In rooting around for a hero, someone who could come in and change the tone of the conversation about cycling, I happened to find one in the person of #LisaNutter, graduate of the Wharton School, cycling advocate, African American woman, and wife of Philadelphia's mayor.  She is a competitive cyclist who has tried to bring safe cycling to all neighborhoods.  Her particular platform involves - pause - expanding bike lanes, including into underserved neighborhoods.  She has not ever talked of how these lanes would hurt African American neighborhoods as far as I know.  Quite the opposite.  I cannot imagine exactly how she would have handled the meeting with the hostile, fearful church group, but I bet she would have been a powerful influence in favor of bike lanes.   Read this short but sweet piece on Lisa Nutter in Bicycling Magazine this week.
http://www.bicycling.com/culture/people/philadelphia-first-lady-lisa-nutter-gets-ht-done-cyclists?

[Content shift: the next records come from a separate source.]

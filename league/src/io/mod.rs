//! I/O helpers for the league store and its binaries.

pub mod config;
pub mod player_store;
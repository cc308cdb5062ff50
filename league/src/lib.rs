//! Poker league win tracking.
//!
//! The crate keeps a durable league table of player wins and the pieces that
//! feed it:
//!
//! - **[`core`]**: Pure league model (lookup, win increments, ordering) and
//!   its invariants. No I/O.
//! - **[`io`]**: The file-backed [`io::player_store::PlayerStore`] and the
//!   TOML configuration.
//!
//! [`game`] and [`play`] implement the interactive mode that reports a
//! winner into the store.

pub mod core;
pub mod exit_codes;
pub mod game;
pub mod io;
pub mod logging;
pub mod play;
#[cfg(any(test, feature = "test-support"))]
pub mod test_support;
//! Diagnostics for the `league` CLI.
//!
//! The store logs each league load and rewrite (path, player count) at
//! `debug`, and the game logs start and finish at `info`. Everything goes to
//! stderr: stdout carries the interactive prompt and the `table`/`score`
//! output, which scripts and tests read verbatim.

use tracing_subscriber::{EnvFilter, fmt, layer::SubscriberExt, util::SubscriberInitExt};

/// Install the global subscriber. Call once, first thing in `main`.
///
/// `RUST_LOG` selects the filter; without it only warnings are shown, so a
/// play session prints nothing but the prompt.
///
/// ```bash
/// RUST_LOG=league::io=debug league record Chris
/// ```
pub fn init() {
    let filter = EnvFilter::try_from_default_env().unwrap_or_else(|_| EnvFilter::new("warn"));

    tracing_subscriber::registry()
        .with(filter)
        .with(fmt::layer().with_writer(std::io::stderr).compact())
        .init();
}
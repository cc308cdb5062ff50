//! Deterministic, pure logic shared by the league store.
//!
//! Core modules must be free of I/O side effects. They operate on in-memory
//! standings and return deterministic outputs suitable for tests.

pub mod invariants;
pub mod league;
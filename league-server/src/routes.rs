//! HTTP route handlers for the league API.

use axum::Router;
use axum::extract::{Path, State};
use axum::http::StatusCode;
use axum::response::Json;
use axum::routing::get;
use league::core::league::League;
use tracing::{error, info};

use crate::state::AppState;

/// Build the API router.
pub fn api_router() -> Router<AppState> {
    Router::new()
        .route("/health", get(health))
        .route("/league", get(get_league))
        .route("/players/{name}", get(get_player_score).post(post_win))
}

async fn health() -> &'static str {
    "ok"
}

/// GET /league - standings as a JSON array, most wins first.
async fn get_league(State(state): State<AppState>) -> Result<Json<League>, StatusCode> {
    let league = state.store.league().map_err(internal_error)?;
    Ok(Json(league))
}

/// GET /players/{name} - win count as plain text, 404 for unknown players.
async fn get_player_score(
    State(state): State<AppState>,
    Path(name): Path<String>,
) -> Result<String, StatusCode> {
    match state.store.find_player(&name).map_err(internal_error)? {
        Some(player) => Ok(player.wins.to_string()),
        None => Err(StatusCode::NOT_FOUND),
    }
}

/// POST /players/{name} - record one win.
async fn post_win(
    State(state): State<AppState>,
    Path(name): Path<String>,
) -> Result<StatusCode, StatusCode> {
    state.store.record_win(&name).map_err(internal_error)?;
    info!(player = %name, "win recorded");
    Ok(StatusCode::ACCEPTED)
}

fn internal_error(err: anyhow::Error) -> StatusCode {
    error!(error = %format!("{err:#}"), "league store failed");
    StatusCode::INTERNAL_SERVER_ERROR
}

#[cfg(test)]
mod tests {
    use axum::body::{Body, to_bytes};
    use axum::http::{Method, Request, Response, header};
    use league::core::league::Player;
    use league::io::player_store::FileSystemPlayerStore;
    use league::test_support::StubPlayerStore;
    use tower::ServiceExt;

    use super::*;

    fn app(state: AppState) -> Router {
        api_router().with_state(state)
    }

    async fn send(state: &AppState, method: Method, uri: &str) -> Response<Body> {
        let request = Request::builder()
            .method(method)
            .uri(uri)
            .body(Body::empty())
            .expect("request");
        app(state.clone()).oneshot(request).await.expect("response")
    }

    async fn body_string(response: Response<Body>) -> String {
        let bytes = to_bytes(response.into_body(), usize::MAX)
            .await
            .expect("body");
        String::from_utf8(bytes.to_vec()).expect("utf8")
    }

    fn league_from_body(body: &str) -> Vec<Player> {
        serde_json::from_str(body).expect("league json")
    }

    #[tokio::test]
    async fn returns_player_scores() {
        let state = AppState::new(StubPlayerStore::with_scores(&[
            ("Pepper", 20),
            ("Floyd", 10),
        ]));

        let response = send(&state, Method::GET, "/players/Pepper").await;
        assert_eq!(response.status(), StatusCode::OK);
        assert_eq!(body_string(response).await, "20");

        let response = send(&state, Method::GET, "/players/Floyd").await;
        assert_eq!(response.status(), StatusCode::OK);
        assert_eq!(body_string(response).await, "10");
    }

    /// Ensures an unknown player maps to 404, not a zero score.
    #[tokio::test]
    async fn returns_404_on_missing_players() {
        let state = AppState::new(StubPlayerStore::with_scores(&[("Pepper", 20)]));

        let response = send(&state, Method::GET, "/players/Apollo").await;
        assert_eq!(response.status(), StatusCode::NOT_FOUND);
    }

    #[tokio::test]
    async fn records_wins_on_post() {
        let store = std::sync::Arc::new(StubPlayerStore::default());
        let state = AppState {
            store: store.clone(),
        };

        let response = send(&state, Method::POST, "/players/Pepper").await;

        assert_eq!(response.status(), StatusCode::ACCEPTED);
        assert_eq!(store.win_calls(), vec!["Pepper".to_string()]);
    }

    /// Verifies `/league` serves the store's table as JSON with a JSON content type.
    #[tokio::test]
    async fn returns_league_table_as_json() {
        let wanted = vec![
            Player::new("Cleo", 32),
            Player::new("Chris", 20),
            Player::new("Tiest", 14),
        ];
        let state = AppState::new(StubPlayerStore::with_league(League::new(wanted.clone())));

        let response = send(&state, Method::GET, "/league").await;

        assert_eq!(response.status(), StatusCode::OK);
        assert_eq!(
            response
                .headers()
                .get(header::CONTENT_TYPE)
                .and_then(|value| value.to_str().ok()),
            Some("application/json")
        );
        assert_eq!(league_from_body(&body_string(response).await), wanted);
    }

    /// Verifies POST → GET against a real file-backed store.
    ///
    /// Three wins for Pepper must show up in both the score and the league.
    #[tokio::test]
    async fn recording_wins_and_retrieving_them() {
        let temp = tempfile::tempdir().expect("tempdir");
        let path = temp.path().join("game.db.json");
        std::fs::write(&path, "[]").expect("write database");
        let state = AppState::new(FileSystemPlayerStore::open(&path).expect("open store"));

        for _ in 0..3 {
            let response = send(&state, Method::POST, "/players/Pepper").await;
            assert_eq!(response.status(), StatusCode::ACCEPTED);
        }

        let response = send(&state, Method::GET, "/players/Pepper").await;
        assert_eq!(response.status(), StatusCode::OK);
        assert_eq!(body_string(response).await, "3");

        let response = send(&state, Method::GET, "/league").await;
        assert_eq!(response.status(), StatusCode::OK);
        assert_eq!(
            league_from_body(&body_string(response).await),
            vec![Player::new("Pepper", 3)]
        );
    }

    /// Verifies a storage failure surfaces as 500 and records nothing.
    #[tokio::test]
    async fn failed_write_maps_to_500() {
        let temp = tempfile::tempdir().expect("tempdir");
        let path = temp.path().join("game.db.json");
        let state = AppState::new(FileSystemPlayerStore::open(&path).expect("open store"));
        std::fs::create_dir_all(temp.path().join("game.db.json.tmp")).expect("block temp path");

        let response = send(&state, Method::POST, "/players/Pepper").await;

        assert_eq!(response.status(), StatusCode::INTERNAL_SERVER_ERROR);
        let response = send(&state, Method::GET, "/players/Pepper").await;
        assert_eq!(response.status(), StatusCode::NOT_FOUND);
    }
}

Failing to build sustainable cycling infrastructure will not address our continued national obesity.  Most of those opposing the bike lanes were women.  And obesity is still terribly high in the United States.  Would it surprise you to learn that women are the most obese?
So, if you see you in the bike lane, and you are African American, Armenian American, or Asian American, or not, and you know that your presence is not taking anything from anyone at all, let's be smug,
Elisa P.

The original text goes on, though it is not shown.